The editors of Blue Ridge Outdoors, our sister magazine in the Southeast, asked Pulitzer Prize-winning authors, CEOs, and leading environmental experts: What is the single most important change needed to protect the planet and its people? Here are their 11 insightful, innovative, and inspiring responses.

1. Educate Women Worldwide

The most effective contraceptive is education for girls. When women are educated, they tend to marry later in life, to have children later in life, and to have fewer children. In effect, you have a form of population control that’s peaceful, voluntary, and efficient. Plus, women do better in business, raising economic growth rates and lowering societal conflict.

Empowering women through education provides the highest return on investment in developing countries. It is the single most cost-effective way to empower and modernize communities.

Of course, it’s also important to educate boys, but there are a couple of reasons why girls’ education brings an even higher return. First, it reduces birth rates very considerably, which brings the country a demographic dividend. Second, women are more likely than men to use extra income to educate their own children and to start small businesses.

—Sheryl WuDunn, Pulitzer Prize winning co-author of “Half the Sky: Turning Oppression Into Opportunity for Women Worldwide”

2. Safe Drinking Water

Imagine if, instead of just going to a tap in your kitchen anytime you were thirsty, you had to hoist a heavy vessel onto your head and walk, up to two hours, to a well, where, after filling your vessel—now really heavy—you had to carry it up to two more hours back home. The water you carry would often be dirty and diseased. After your trek, how much more time and energy would you hope to have to farm, cook, take care of your family, especially the sick ones, or go to school? This is the dilemma facing over one billion women and children worldwide each day. A child dies every 15 seconds because of water-related diseases.

Fortunately, we already have the solutions to the world’s water crisis, and they are surprisingly simple: low-tech wells and small-scale water projects that are completely sustainable and maintainable by the communities they support. Hand-washing and basic hygiene education are also essential to prevent disease and contamination.

In the United States and other developed nations, water conservation is crucial. Improving water infrastructures and protecting watersheds are important governmental actions, but the Blue Revolution begins with each individual taking steps to reduce his or her own water footprint.

—Lisa Nash, CEO of the Blue Planet Network

3. No-Growth Economy

The rapid economic growth of the past two centuries has been felt very unevenly around the globe. Many have prospered while many others remain desperately poor. Economic growth has depended on a massive increase in the use of materials and energy, and on the spread of humans into virtually every corner of the planet, accelerating the extinction of other species. And yet the human population is forecast to grow by another 3 billion or so in the next 50 years.

It is most unlikely that the planet will be able to accommodate so many of us and raise the material living standards of those in greatest need, without changing the priority we give to economic growth. Having overshot the capacity of the planet to support us, starting in the rich countries we should reduce the demands we make on the planet to cater to our profligate way of life and forego the pursuit of endless economic growth.
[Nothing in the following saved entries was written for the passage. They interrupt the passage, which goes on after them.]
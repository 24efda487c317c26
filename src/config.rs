use anyhow::{Context, Result};
use serde::Deserialize;
use std::path::{Path, PathBuf};
use std::time::Duration;

/// 服务配置
#[derive(Clone, Debug, Deserialize)]
#[serde(default)]
pub struct Config {
    /// HTTP 监听地址
    pub bind_addr: String,
    /// 外部处理器可执行文件
    pub processor_program: String,
    /// 放在 PDF 路径之前的固定参数（例如 `swift run manifest-processor`）
    pub processor_args: Vec<String>,
    /// 处理器工作目录
    pub processor_working_dir: Option<String>,
    /// 处理器超时（秒）
    pub processor_timeout_secs: u64,
    /// 临时上传目录，未设置时使用系统临时目录
    pub upload_dir: Option<String>,
    /// 单次上传的最大字节数
    pub max_upload_bytes: usize,
    /// 演示数据的固定随机种子
    pub demo_seed: Option<u64>,
    /// 是否显示详细日志（处理器输出预览）
    pub verbose_logging: bool,
}

impl Default for Config {
    fn default() -> Self {
        Self {
            bind_addr: "127.0.0.1:8182".to_string(),
            processor_program: ".build/debug/manifest-processor".to_string(),
            processor_args: Vec::new(),
            processor_working_dir: None,
            processor_timeout_secs: 120,
            upload_dir: None,
            max_upload_bytes: 100 * 1024 * 1024,
            demo_seed: None,
            verbose_logging: false,
        }
    }
}

impl Config {
    /// 从环境变量读取配置，未设置或无法解析的项使用默认值
    pub fn from_env() -> Self {
        Self::default().with_env_overrides()
    }

    /// 先读取 `MANIFEST_CONFIG` 指定的 TOML 文件（如果有），再叠加环境变量
    pub fn load() -> Result<Self> {
        match std::env::var("MANIFEST_CONFIG") {
            Ok(path) => Ok(Self::from_toml_file(Path::new(&path))?.with_env_overrides()),
            Err(_) => Ok(Self::from_env()),
        }
    }

    /// 从 TOML 文件加载配置
    pub fn from_toml_file(path: &Path) -> Result<Self> {
        let content = std::fs::read_to_string(path)
            .with_context(|| format!("无法读取配置文件: {}", path.display()))?;
        Self::from_toml_str(&content)
            .with_context(|| format!("无法解析配置文件: {}", path.display()))
    }

    pub fn from_toml_str(content: &str) -> Result<Self> {
        Ok(toml::from_str(content)?)
    }

    fn with_env_overrides(self) -> Self {
        Self {
            bind_addr: std::env::var("MANIFEST_BIND_ADDR").unwrap_or(self.bind_addr),
            processor_program: std::env::var("PROCESSOR_PROGRAM").unwrap_or(self.processor_program),
            processor_args: std::env::var("PROCESSOR_ARGS").ok().map(|v| v.split_whitespace().map(str::to_string).collect()).unwrap_or(self.processor_args),
            processor_working_dir: std::env::var("PROCESSOR_WORKDIR").ok().or(self.processor_working_dir),
            processor_timeout_secs: std::env::var("PROCESSOR_TIMEOUT_SECS").ok().and_then(|v| v.parse().ok()).unwrap_or(self.processor_timeout_secs),
            upload_dir: std::env::var("UPLOAD_DIR").ok().or(self.upload_dir),
            max_upload_bytes: std::env::var("MAX_UPLOAD_BYTES").ok().and_then(|v| v.parse().ok()).unwrap_or(self.max_upload_bytes),
            demo_seed: std::env::var("DEMO_SEED").ok().and_then(|v| v.parse().ok()).or(self.demo_seed),
            verbose_logging: std::env::var("VERBOSE_LOGGING").ok().and_then(|v| v.parse().ok()).unwrap_or(self.verbose_logging),
        }
    }

    pub fn processor_timeout(&self) -> Duration {
        Duration::from_secs(self.processor_timeout_secs)
    }

    /// 实际使用的临时上传目录
    pub fn upload_dir(&self) -> PathBuf {
        self.upload_dir
            .as_ref()
            .map(PathBuf::from)
            .unwrap_or_else(std::env::temp_dir)
    }
}

#[cfg(test)]
mod tests {
    use super::*;

    #[test]
    fn test_toml_partial_config_keeps_defaults() {
        let config = Config::from_toml_str(
            r#"
            processor_program = "swift"
            processor_args = ["run", "manifest-processor"]
            processor_timeout_secs = 300
            demo_seed = 42
            "#,
        )
        .unwrap();

        assert_eq!(config.processor_program, "swift");
        assert_eq!(config.processor_args, vec!["run", "manifest-processor"]);
        assert_eq!(config.processor_timeout(), Duration::from_secs(300));
        assert_eq!(config.demo_seed, Some(42));
        // 未出现的字段使用默认值
        assert_eq!(config.bind_addr, "127.0.0.1:8182");
        assert_eq!(config.max_upload_bytes, 100 * 1024 * 1024);
    }

    #[test]
    fn test_invalid_toml_is_rejected() {
        assert!(Config::from_toml_str("processor_timeout_secs = \"soon\"").is_err());
    }

    /// 测试结束时清除设置过的环境变量
    struct EnvGuard(&'static [&'static str]);

    impl Drop for EnvGuard {
        fn drop(&mut self) {
            for key in self.0 {
                std::env::remove_var(key);
            }
        }
    }

    #[test]
    fn test_env_overrides() {
        let _guard = EnvGuard(&[
            "MANIFEST_BIND_ADDR",
            "PROCESSOR_ARGS",
            "PROCESSOR_TIMEOUT_SECS",
            "DEMO_SEED",
            "VERBOSE_LOGGING",
        ]);
        std::env::set_var("MANIFEST_BIND_ADDR", "0.0.0.0:9000");
        std::env::set_var("PROCESSOR_ARGS", "run   manifest-processor");
        std::env::set_var("PROCESSOR_TIMEOUT_SECS", "30");
        std::env::set_var("DEMO_SEED", "not-a-number");
        std::env::set_var("VERBOSE_LOGGING", "true");

        let base = Config {
            demo_seed: Some(9),
            ..Config::default()
        };
        let config = base.with_env_overrides();

        assert_eq!(config.bind_addr, "0.0.0.0:9000");
        assert_eq!(config.processor_args, vec!["run", "manifest-processor"]);
        assert_eq!(config.processor_timeout(), Duration::from_secs(30));
        // 无法解析的值保留原配置
        assert_eq!(config.demo_seed, Some(9));
        assert!(config.verbose_logging);
        assert_eq!(config.processor_program, ".build/debug/manifest-processor");

        let from_env = Config::from_env();
        assert_eq!(from_env.bind_addr, "0.0.0.0:9000");
        assert_eq!(from_env.demo_seed, None);
    }

    #[test]
    fn test_upload_dir_falls_back_to_temp_dir() {
        let config = Config::default();
        assert_eq!(config.upload_dir(), std::env::temp_dir());
    }
}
An economy that doesn’t grow in material terms—a steady-state economy—can be healthy and even desirable, as economists as great as John Stuart Mill and John Maynard Keynes acknowledged. But it will require fundamental changes: we will work less so that more people stay employed with a reasonable salary, and consume less, scaling back to something like levels in the 1960s, so that citizens in developing countries can prosper. A world with fewer larger inequities between rich and poor would be more secure and would also help stabilize world population levels. And with more time to spend with family, friends and in our communities, we might well live truly richer and more fulfilling lives.

—Peter Victor, Professor of Economy at York University and author of Managing Without Growth: Slower By Design, Not Disaster

4. Think Globally, Eat Locally

We need a transparent and locally-based food system, where people understand exactly how food gets to their table and what the hidden costs of cheap food really are. In order to get that cheap tomato out of season, it takes a vulnerable labor force, big factory farms, and giant waste lagoons.

Cheap food is also responsible for our obesity epidemic. There’s also an environmental cost to shipping food around the world. From the perspectives of economy, ecology, health and taste, the actual value of a locally grown tomato far surpasses the actual cost of a tomato grown by a factory farm.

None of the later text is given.